Siamo vulnerabili davanti ai terroristi che vogliono uccidere/uccidersi anche perché usiamo categorie approssimative e ambivalenti. Come quelle di “jihadismo” e “radicalizzazione”, che spiccano nel titolo di un disegno di legge di cui si sta discutendo nella Commissione I della Camera. Che il terrorismo islamista abbia sequestrato la parola “jihad”, che vuol dire “sforzo ascetico” è un sopruso: ma a molti sembra la cosa più comoda. Chiamare “radicali” gli assassini — il paese di Marco Pannella lo capisce subito — è un regalo che si fa ai terroristi: ma ormai questo è gergo politico europeo e nazionale. Lo dimostra la “Policy Review” sull’estremismo violento presentata a Bruxelles pochi giorni fa (in cui la ricerca italiana, priva da mesi di un proprio attaché scientifico presso l’Unione, è stata gentilmente invitata ad ascoltare): il documento, dovuto ad un grande specialista come Gilles Kepel, propone quattro soluzioni tutte fondate sulla ricerca; ma assume che la “radicalizzazione” sia un percorso autoevidente di passaggio all’estremismo violento.

Su scala nazionale lo conferma il citato disegno di legge sulla “prevenzione della radicalizzazione e dell’estremismo jihadista”: una proposta che mescola ambizioni securitarie (con insegnanti elevati al rango di controllori), utopie sull’educazione interculturale (con compiti affidati a personale che non si capisce chi formi e dove), e ipotesi di allargare il mercato del dialogo (con la richiesta di produrre “controlli” e “contro-narrative”). Chi pensa che un linguaggio mordace e di controllo possa impedire il reclutamento di terroristi coltiva tre illusioni. La prima illusione riguarda la posizione delle più antiche comunità di fede. Strumenti invasivi di scrutinio religioso sono inaccettabili all’ebraismo, che sa bene che i congegni anti-islamici fecondano l’antisemitismo. E il cattolicesimo romano non potrà accettare in Italia un sistema di controlli che altrove nel mondo gli potrà essere usato contro. La lotta al terrorismo va fatta chiamandolo così: senza concedere patenti religiose a giovani sanguinari assetati di adrenalina, e senza illudersi che ci siano strumenti diversi dalla intelligenza repressiva e senza cedere al sospetto preventivo.
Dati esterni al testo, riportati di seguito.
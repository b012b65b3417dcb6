/*
 * body.rs
 * Copyright (C) 2026 Chris Burdess
 *
 * This file is part of Strada, a blocking-style HTTP/1.1 client library.
 *
 * Strada is free software: you can redistribute it and/or modify
 * it under the terms of the GNU General Public License as published by
 * the Free Software Foundation, either version 3 of the License, or
 * (at your option) any later version.
 *
 * Strada is distributed in the hope that it will be useful,
 * but WITHOUT ANY WARRANTY; without even the implied warranty of
 * MERCHANTABILITY or FITNESS FOR A PARTICULAR PURPOSE.  See the
 * GNU General Public License for more details.
 *
 * You should have received a copy of the GNU General Public License
 * along with Strada.  If not, see <http://www.gnu.org/licenses/>.
 */

//! Body adapters bound to an `HttpRequest`: a reader for the response body
//! and a writer for a streamed request body.

use std::io::{self, Read, Write};

use tracing::trace;

use crate::protocol::http::client::HttpRequest;

/// Response body reader, bounded by `Content-Length` when the response has one.
///
/// Without a declared length it reads until the connection ends.
pub struct ResponseBody<'a> {
    request: &'a mut HttpRequest,
    position: u64,
    length: Option<u64>,
    keep_alive: bool,
    finished: bool,
}

impl<'a> ResponseBody<'a> {
    pub(crate) fn new(request: &'a mut HttpRequest, length: Option<u64>) -> Self {
        let keep_alive = request.reuses_connection();
        Self {
            request,
            position: 0,
            length,
            keep_alive,
            finished: false,
        }
    }

    /// Bytes read so far.
    pub fn position(&self) -> u64 {
        self.position
    }

    /// Declared body length, if any.
    pub fn length(&self) -> Option<u64> {
        self.length
    }

    /// Fraction of the declared length read so far; `None` when unknown.
    pub fn progress(&self) -> Option<f64> {
        self.length.map(|len| {
            if len == 0 {
                1.0
            } else {
                self.position as f64 / len as f64
            }
        })
    }

    fn finish(&mut self) {
        if self.finished {
            return;
        }
        self.finished = true;
        trace!(read = self.position, "response body complete");
        if !self.keep_alive {
            self.request.disconnect();
        }
    }
}

impl Read for ResponseBody<'_> {
    fn read(&mut self, buf: &mut [u8]) -> io::Result<usize> {
        if buf.is_empty() {
            return Ok(0);
        }
        let want = match self.length {
            Some(len) => {
                let left = len.saturating_sub(self.position);
                if left == 0 {
                    self.finish();
                    return Ok(0);
                }
                usize::try_from(left).unwrap_or(usize::MAX).min(buf.len())
            }
            None => buf.len(),
        };
        if self.finished {
            return Ok(0);
        }
        let n = self.request.read_raw(&mut buf[..want])?;
        self.position += n as u64;
        if n == 0 {
            self.finish();
            if let Some(len) = self.length {
                return Err(io::Error::new(
                    io::ErrorKind::UnexpectedEof,
                    format!("connection closed after {} of {} body bytes", self.position, len),
                ));
            }
        } else if self.length == Some(self.position) {
            self.finish();
        }
        Ok(n)
    }
}

/// Streams a request body straight to the connection.
pub struct RequestBody<'a> {
    request: &'a mut HttpRequest,
    position: u64,
}

impl<'a> RequestBody<'a> {
    pub(crate) fn new(request: &'a mut HttpRequest) -> Self {
        Self {
            request,
            position: 0,
        }
    }

    /// Bytes written so far.
    pub fn position(&self) -> u64 {
        self.position
    }
}

impl Write for RequestBody<'_> {
    fn write(&mut self, buf: &[u8]) -> io::Result<usize> {
        let n = self.request.write_raw(buf)?;
        self.position += n as u64;
        Ok(n)
    }

    fn flush(&mut self) -> io::Result<()> {
        Ok(())
    }
}
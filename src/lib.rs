//! Seqduel: a two-player number-removal game with a search-based opponent.
//!
//! Players alternately remove one item from a sequence of values 1..=4.
//! Even values cost the mover twice their value, odd values are credited to
//! the opponent, and the lower score wins once the sequence is empty. The
//! computer picks its moves with minimax or alpha-beta search.
//!
//! ## Modules
//!
//! - [`constants`] - Scores, value range, playout costs, depth brackets
//! - [`state`] - Immutable game state and game creation
//! - [`rules`] - Legal moves, move application, scoring, winner
//! - [`playout`] - Greedy playout heuristic for frontier nodes
//! - [`depth`] - Search depth selection
//! - [`search`] - Minimax and alpha-beta search
//! - [`config`] - Run-time match settings
//! - [`session`] - Text protocol for driving a match
//! - [`error`] - Error type
//!
//! ## Example
//!
//! ```
//! use fastrand::Rng;
//! use seqduel::rules::{apply_move_at_position, apply_move_by_value};
//! use seqduel::search::{choose_computer_move, Algorithm};
//! use seqduel::state::new_game;
//!
//! let mut rng = Rng::with_seed(1);
//! let state = new_game(15, &mut rng).unwrap();
//!
//! // Human takes the first item
//! let state = apply_move_at_position(&state, 0).unwrap();
//!
//! // Computer answers
//! let value = choose_computer_move(&state, Algorithm::AlphaBeta, Some(4)).unwrap();
//! let (state, position) = apply_move_by_value(&state, value, &mut rng).unwrap();
//! println!("computer took {value} at {position}: {state}");
//! ```

pub mod config;
pub mod constants;
pub mod depth;
pub mod error;
pub mod playout;
pub mod rules;
pub mod search;
pub mod session;
pub mod state;

pub use error::{GameError, Result};
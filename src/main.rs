//! Seqduel: play the number-removal game against a search engine.
//!
//! ## Usage
//!
//! - `seqduel` - Play a computer-vs-computer demo game
//! - `seqduel session` - Start the text protocol on stdin/stdout
//! - `seqduel demo --algorithm minimax --length 20 --seed 7` - Demo with options
//!
//! Set `RUST_LOG=seqduel=debug` to see search statistics.

use std::io;

use anyhow::{Context, Result};
use clap::{Args, Parser, Subcommand};
use log::info;

use seqduel::config::GameConfig;
use seqduel::constants::{DEFAULT_LENGTH, START_SCORE};
use seqduel::rules::{Outcome, apply_move_by_value, is_terminal, winner};
use seqduel::search::{Algorithm, search};
use seqduel::session::Session;

/// Seqduel: number-removal game with minimax / alpha-beta opponents
#[derive(Parser)]
#[command(name = "seqduel")]
#[command(author, version, about, long_about = None)]
struct Cli {
    #[command(subcommand)]
    command: Option<Commands>,
}

#[derive(Subcommand)]
enum Commands {
    /// Start the text protocol for use by a front end
    Session(MatchArgs),
    /// Play one game computer against computer
    Demo(MatchArgs),
}

#[derive(Args, Clone)]
struct MatchArgs {
    /// Number of items in the sequence
    #[arg(long, default_value_t = DEFAULT_LENGTH)]
    length: usize,
    /// Starting score for both players
    #[arg(long, default_value_t = START_SCORE)]
    start_score: i32,
    /// Search algorithm (minimax or alpha-beta)
    #[arg(long, default_value = "alpha-beta")]
    algorithm: Algorithm,
    /// Fixed search depth (chosen from the remaining length if omitted)
    #[arg(long)]
    depth: Option<u32>,
    /// Seed for reproducible games
    #[arg(long)]
    seed: Option<u64>,
    /// Let the computer take the first seat
    #[arg(long)]
    computer_first: bool,
}

impl Default for MatchArgs {
    fn default() -> Self {
        Self {
            length: DEFAULT_LENGTH,
            start_score: START_SCORE,
            algorithm: Algorithm::default(),
            depth: None,
            seed: None,
            computer_first: false,
        }
    }
}

impl From<MatchArgs> for GameConfig {
    fn from(args: MatchArgs) -> Self {
        GameConfig {
            length: args.length,
            start_score: args.start_score,
            algorithm: args.algorithm,
            depth: args.depth,
            seed: args.seed,
            computer_first: args.computer_first,
        }
    }
}

fn main() -> Result<()> {
    env_logger::init();
    let cli = Cli::parse();

    match cli.command {
        Some(Commands::Session(args)) => run_session(args.into()),
        Some(Commands::Demo(args)) => run_demo(args.into()),
        None => run_demo(MatchArgs::default().into()),
    }
}

fn run_session(config: GameConfig) -> Result<()> {
    config.validate().context("invalid session settings")?;
    let mut session = Session::new(config);
    let stdin = io::stdin();
    session
        .run(stdin.lock(), io::stdout())
        .context("session I/O failed")
}

fn run_demo(config: GameConfig) -> Result<()> {
    let mut rng = config.rng();
    let mut state = config.new_game(&mut rng).context("cannot start demo game")?;

    println!("Seqduel demo: {} against itself\n", config.algorithm);
    println!("Start: {state}");
    info!("demo game with {} items", state.len());

    while !is_terminal(&state) {
        let mover = state.to_move();
        let result = search(&state, config.algorithm, config.depth);
        let value = result
            .best_move
            .context("search found no move in a running game")?;
        let (next, position) =
            apply_move_by_value(&state, value, &mut rng).context("search chose an illegal move")?;
        println!(
            "{mover} takes {value} at {position:>2} (depth {}, {} nodes) -> {next}",
            result.depth, result.stats.nodes
        );
        state = next;
    }

    let verdict = match winner(&state) {
        Outcome::Win(player) => format!("player {player} wins"),
        Outcome::Draw => "draw".to_string(),
    };
    println!("\nFinal: A={} B={} - {verdict}", state.score_a(), state.score_b());
    Ok(())
}
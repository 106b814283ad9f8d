//! Error types for the engine.

use thiserror::Error;

/// Everything the engine can reject.
///
/// The first two variants are invalid moves; the last covers bad setup
/// parameters. A failed call never alters the state it was given.
#[derive(Error, Debug, Clone, PartialEq, Eq)]
pub enum GameError {
    #[error("invalid move: position {position} is out of range for {len} remaining items")]
    PositionOutOfRange { position: usize, len: usize },

    #[error("invalid move: value {value} is not among the remaining items")]
    ValueNotPresent { value: u8 },

    #[error("invalid configuration: {message}")]
    InvalidConfiguration { message: String },
}

impl GameError {
    pub(crate) fn config(message: impl Into<String>) -> Self {
        GameError::InvalidConfiguration {
            message: message.into(),
        }
    }

    /// True for either kind of illegal move.
    pub fn is_invalid_move(&self) -> bool {
        matches!(
            self,
            GameError::PositionOutOfRange { .. } | GameError::ValueNotPresent { .. }
        )
    }
}

pub type Result<T> = std::result::Result<T, GameError>;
La seconda illusione è che la predicazione repubblicana possa proteggere le comunità di fede e oggi la comunità islamica dalla aggressione di terroristi: chi loda l’imposizione dell’inno nazionale cantato da tutti in Francia — con i solchi abbeverati dal “sangue impuro” della Marsigliese — come profilassi “anti-radicale” compie una pericolosa semplificazione. Il jihadismo (in questo ha ragione Kepel) non vuole né “distruggerci” né “sottometterci”: gli basta che noi perdiamo il desiderio di essere una società aperta e pluralista. Sogna che accettiamo forme di repressione più o meno sottile, utili ad aggregare ad una “avanguardia” sanguinaria le masse sunnite in una insurrezione generale che ridia unità e dignità politica a terre usate come poligono di tiro dalle aviazioni di mezzo mondo.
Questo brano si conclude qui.